● **Work instructions**: Extract, from the records beneath this instruction, each line that contains the word "matches".

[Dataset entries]
*-*-*
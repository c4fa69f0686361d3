//! Shape tables for line classification
//!
//! Every table is written from the point of view of the side being evaluated,
//! over the *relative* line encoding produced by
//! [`relative`](super::counter::relative): two bits per cell, cell `k` at bits
//! `2k..2k+2`, the anchor at cell 5 (bits 10-11). Binary literals are grouped
//! by cells `10-9`, `8-6`, `5-3` and `2-0`, highest cell first.
//!
//! A line matches an entry when `line & mask == expected`. Inside a table the
//! first match wins; the classifier tests tables from the most to the least
//! severe shape.

/// Relative cell code
#[derive(Debug, Clone, Copy, PartialEq, Eq)]
pub enum Role {
    /// Off the board
    Unknown = 0b00,
    /// Stone of the side being evaluated
    Attacker = 0b01,
    /// Stone of the other side
    Defender = 0b10,
    Empty = 0b11,
}

/// One mask/expected-value pair
#[derive(Debug, Clone, Copy, PartialEq, Eq)]
pub struct Pack {
    pub mask: u32,
    pub expected: u32,
}

impl Pack {
    const fn new(mask: u32, expected: u32) -> Self {
        Self { mask, expected }
    }

    #[inline]
    pub fn matches(&self, line: u32) -> bool {
        line & self.mask == self.expected
    }
}

/// A three shape plus the offsets, relative to the anchor, of the cells that
/// turn it into a four.
///
/// When `offsets[0] == 0` the three is split (`_A_AA_`): `offsets[1]` is the
/// gap and `offsets[2..]` are the two ends. Otherwise the three is solid and
/// the offsets come in pairs, one pair per side: the cell that extends the
/// three, then the cell beyond it.
#[derive(Debug, Clone, Copy, PartialEq, Eq)]
pub struct ThreeShape {
    pub pack: Pack,
    pub offsets: [i32; 4],
}

impl ThreeShape {
    const fn new(mask: u32, expected: u32, offsets: [i32; 4]) -> Self {
        Self {
            pack: Pack::new(mask, expected),
            offsets,
        }
    }

    /// Split threes list the anchor itself first
    #[inline]
    pub fn is_split(&self) -> bool {
        self.offsets[0] == 0
    }
}

/// Six or more in a row: every six-window covering the anchor
pub const OVERLINE: [Pack; 6] = [
    Pack::new(0b0000_000000_111111_111111, 0b0000_000000_010101_010101),
    Pack::new(0b0000_000011_111111_111100, 0b0000_000001_010101_010100),
    Pack::new(0b0000_001111_111111_110000, 0b0000_000101_010101_010000),
    Pack::new(0b0000_111111_111111_000000, 0b0000_010101_010101_000000),
    Pack::new(0b0011_111111_111100_000000, 0b0001_010101_010100_000000),
    Pack::new(0b1111_111111_110000_000000, 0b0101_010101_010000_000000),
];

/// Exactly the five-windows covering the anchor: `AAAAA`
pub const FIVE: [Pack; 5] = [
    Pack::new(0b0000_000000_111111_111100, 0b0000_000000_010101_010100),
    Pack::new(0b0000_000011_111111_110000, 0b0000_000001_010101_010000),
    Pack::new(0b0000_001111_111111_000000, 0b0000_000101_010101_000000),
    Pack::new(0b0000_111111_111100_000000, 0b0000_010101_010100_000000),
    Pack::new(0b0011_111111_110000_000000, 0b0001_010101_010000_000000),
];

/// Two fours on one line sharing the anchor: `AAA_A_AAA`, `AA_AA_AA`, ...
pub const DOUBLE_FOUR: [Pack; 6] = [
    Pack::new(0b0011_111111_111111_111100, 0b0001_010111_011101_010100),
    Pack::new(0b0000_111111_111111_111100, 0b0000_010111_010111_010100),
    Pack::new(0b0011_111111_111111_110000, 0b0001_011101_011101_010000),
    Pack::new(0b0000_001111_111111_111100, 0b0000_000111_010101_110100),
    Pack::new(0b0000_111111_111111_110000, 0b0000_011101_010111_010000),
    Pack::new(0b0011_111111_111111_000000, 0b0001_110101_011101_000000),
];

/// Four stones and one empty cell in a five-window covering the anchor
pub const FOUR: [Pack; 20] = [
    Pack::new(0b0000_000000_111111_111100, 0b0000_000000_010101_011100),
    Pack::new(0b0000_000011_111111_110000, 0b0000_000011_010101_010000),
    Pack::new(0b0000_000011_111111_110000, 0b0000_000001_010101_110000),
    Pack::new(0b0000_001111_111111_000000, 0b0000_001101_010101_000000),
    Pack::new(0b0000_001111_111111_000000, 0b0000_000101_010111_000000),
    Pack::new(0b0000_111111_111100_000000, 0b0000_110101_010100_000000),
    Pack::new(0b0000_111111_111100_000000, 0b0000_010101_011100_000000),
    Pack::new(0b0011_111111_110000_000000, 0b0011_010101_010000_000000),
    Pack::new(0b0000_000000_111111_111100, 0b0000_000000_010101_110100),
    Pack::new(0b0000_001111_111111_000000, 0b0000_000111_010101_000000),
    Pack::new(0b0000_000011_111111_110000, 0b0000_000001_010111_010000),
    Pack::new(0b0000_111111_111100_000000, 0b0000_011101_010100_000000),
    Pack::new(0b0000_001111_111111_000000, 0b0000_000101_011101_000000),
    Pack::new(0b0011_111111_110000_000000, 0b0001_110101_010000_000000),
    Pack::new(0b0000_000000_111111_111100, 0b0000_000000_010111_010100),
    Pack::new(0b0000_111111_111100_000000, 0b0000_010111_010100_000000),
    Pack::new(0b0000_000011_111111_110000, 0b0000_000001_011101_010000),
    Pack::new(0b0011_111111_110000_000000, 0b0001_011101_010000_000000),
    Pack::new(0b0000_000000_111111_111100, 0b0000_000000_011101_010100),
    Pack::new(0b0011_111111_110000_000000, 0b0001_010111_010000_000000),
];

/// Open threes, solid (`__AAA_`, `_AAA__`) and split (`_A_AA_`, `_AA_A_`)
pub const THREE: [ThreeShape; 12] = [
    ThreeShape::new(0b0000_000011_111111_111100, 0b0000_000011_010101_111100, [-3, -4, 1, 2]),
    ThreeShape::new(0b0000_001111_111111_110000, 0b0000_001111_010101_110000, [-3, -4, 1, 2]),
    ThreeShape::new(0b0000_001111_111111_110000, 0b0000_001101_010111_110000, [-2, -3, 2, 3]),
    ThreeShape::new(0b0000_111111_111111_000000, 0b0000_111101_010111_000000, [-2, -3, 2, 3]),
    ThreeShape::new(0b0000_111111_111111_000000, 0b0000_110101_011111_000000, [-1, -2, 3, 4]),
    ThreeShape::new(0b0011_111111_111100_000000, 0b0011_110101_011100_000000, [-1, -2, 3, 4]),
    ThreeShape::new(0b0000_000011_111111_111100, 0b0000_000011_010111_011100, [0, -2, -4, 1]),
    ThreeShape::new(0b0000_111111_111111_000000, 0b0000_110111_010111_000000, [0, 1, -2, 3]),
    ThreeShape::new(0b0000_001111_111111_110000, 0b0000_001101_011101_110000, [0, -1, -3, 2]),
    ThreeShape::new(0b0011_111111_111100_000000, 0b0011_011101_011100_000000, [0, 2, -1, 4]),
    ThreeShape::new(0b0000_000011_111111_111100, 0b0000_000011_011101_011100, [0, -1, -4, 1]),
    ThreeShape::new(0b0011_111111_111100_000000, 0b0011_010111_011100_000000, [0, 1, -1, 4]),
];

/// Any entry of `table` matches
#[inline]
pub fn exists(line: u32, table: &[Pack]) -> bool {
    table.iter().any(|p| p.matches(line))
}

/// First three shape matching `line`
#[inline]
pub fn find_three(line: u32) -> Option<&'static ThreeShape> {
    THREE.iter().find(|t| t.pack.matches(line))
}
*-*-*
● **Output of the task**:
//! A line matches an entry when `line & mask == expected`. Inside a table the
    pub fn matches(&self, line: u32) -> bool {
/// Any entry of `table` matches
    table.iter().any(|p| p.matches(line))
    THREE.iter().find(|t| t.pack.matches(line))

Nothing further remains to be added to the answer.